In den meisten Tagungsbeiträgen wurde davon ausgegangen, dass das Lachen in filmischen Darstellungen des Nationalsozialismus und des Holocausts ein fortbestehendes Tabu sei. Doch auch schon Ende der 80er Jahre, im geistigen Klima nach dem bundesdeutschen Historiker-Streit, hatten Wissenschaftler und Künstler in einer Fernsehsendung über die Frage "Lachen über Hitler?" debattiert. Die Filme, die während der Tagung zur Diskussion standen, waren international erfolgreich.
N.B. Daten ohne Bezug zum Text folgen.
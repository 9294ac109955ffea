// ABOUTME: MCP module - Model Context Protocol server for the gateway.
// ABOUTME: Serves the tool registry as JSON-RPC 2.0 over a byte stream.

mod server;
mod types;

pub use server::McpServer;
pub use types::*;
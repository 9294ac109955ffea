// ABOUTME: Root module for mcp-gateway - HTTP API tools behind one envelope.
// ABOUTME: Re-exports the registry, built-in tools, and the MCP server.

pub mod config;
pub mod error;
pub mod http;
pub mod mcp;
pub mod prelude;
pub mod tool;
pub mod tools;

pub use error::GatewayError;
// ABOUTME: RepoInfoTool - fetches metadata for a single GitHub repository.
// ABOUTME: Maps GET /repos/{owner}/{repo} to a compact summary.

use std::sync::Arc;

use async_trait::async_trait;
use serde::Deserialize;
use serde_json::json;

use super::client::{GithubClient, repo_not_found, repo_path};
use super::models::Repository;
use crate::error::ToolError;
use crate::tool::{Tool, ToolResult, parse_params, require_non_empty};

/// Tool for reading repository information.
pub struct RepoInfoTool {
    github: Arc<GithubClient>,
}

impl RepoInfoTool {
    pub fn new(github: Arc<GithubClient>) -> Self {
        Self { github }
    }
}

#[async_trait]
impl Tool for RepoInfoTool {
    fn name(&self) -> &str {
        "github_get_repo_info"
    }

    fn description(&self) -> &str {
        "Get information about a GitHub repository including stars, forks, description, language, and license."
    }

    fn schema(&self) -> serde_json::Value {
        json!({
            "type": "object",
            "properties": {
                "owner": {
                    "type": "string",
                    "description": "Repository owner (username or organization)"
                },
                "repo": {
                    "type": "string",
                    "description": "Repository name"
                }
            },
            "required": ["owner", "repo"]
        })
    }

    async fn invoke(&self, params: serde_json::Value) -> Result<ToolResult, ToolError> {
        #[derive(Deserialize)]
        struct Params {
            owner: String,
            repo: String,
        }

        let params: Params = parse_params(params)?;
        let owner = require_non_empty("owner", &params.owner)?;
        let repo = require_non_empty("repo", &params.repo)?;

        let data: Repository = self
            .github
            .get_json(&repo_path(&owner, &repo, ""), &[], repo_not_found(&owner, &repo))
            .await?;

        let description = data.description_or_default().to_string();
        let language = data.language_or_default().to_string();
        let full_name = data.full_name.unwrap_or_else(|| format!("{owner}/{repo}"));
        let login = data.owner.map_or_else(|| owner.clone(), |o| o.login);
        Ok(ToolResult::success(json!({
            "name": data.name,
            "full_name": full_name,
            "description": description,
            "owner": login,
            "stars": data.stargazers_count,
            "forks": data.forks_count,
            "open_issues": data.open_issues_count,
            "language": language,
            "default_branch": data.default_branch,
            "created_at": data.created_at,
            "updated_at": data.updated_at,
            "topics": data.topics,
            "license": data.license.map(|l| l.name),
            "homepage": data.homepage,
            "html_url": data.html_url,
        }))
        .with_detail("owner", owner)
        .with_detail("repo", repo))
    }
}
Sie flankierten vielmehr eine gesellschaftliche Entwicklung, die schon längst stattgefunden hatte.

Das "Tabu" ist längst gebrochen

Die Plädoyers für Satire und Komik waren weit weniger kritisch und provozierend, als sie von sich behaupteten. Meist basierten sie auf der Ansicht, dass Holocaust-Darstellungen vielfältiger werden müssten und dass "neue Konstellationen der Generationen" neue Darstellungsformen erfordern würden. Über lächerliche Nazis lachen - wo liegt darin die Provokation für eine Gesellschaft, die inzwischen in den Krieg zieht, um "humanitäre Hilfe" zu leisten, weil sie das als Lehre aus Auschwitz gezogen hat?

An "Das Leben ist schön" sei bemerkenswert, dass die Darstellung ohne die bekannten Bilder der Grausamkeiten auskomme, die meist den Täterblick auf die Opfer reproduzieren würden. Was bedeutet diese Argumentation vor dem Hintergrund von Diskussionen wie die um Goldhagens Untersuchung der "willigen Vollstrecker"? Dessen Blick auf die emotionale Beteiligung der Mörder und die unnachgiebigen Beschreibungen der Grausamkeit ihrer Verbrechen hatten in Deutschland massive Gegenangriffe zur Folge gehabt. Mit Walser wird das Recht der Deutschen aufs Wegschauen öffentlich verhandelt. Aber diese Debatten waren auf der Tagung kein Thema, eine Reflexion der ideologischen Tendenzen in der deutschen Narration des Holocaust blieb die Ausnahme.

Susanne Kunte

Anmerkungen:

1) zitiert nach Prof. Burkhardt Lindner, Tagungsmitschnitt.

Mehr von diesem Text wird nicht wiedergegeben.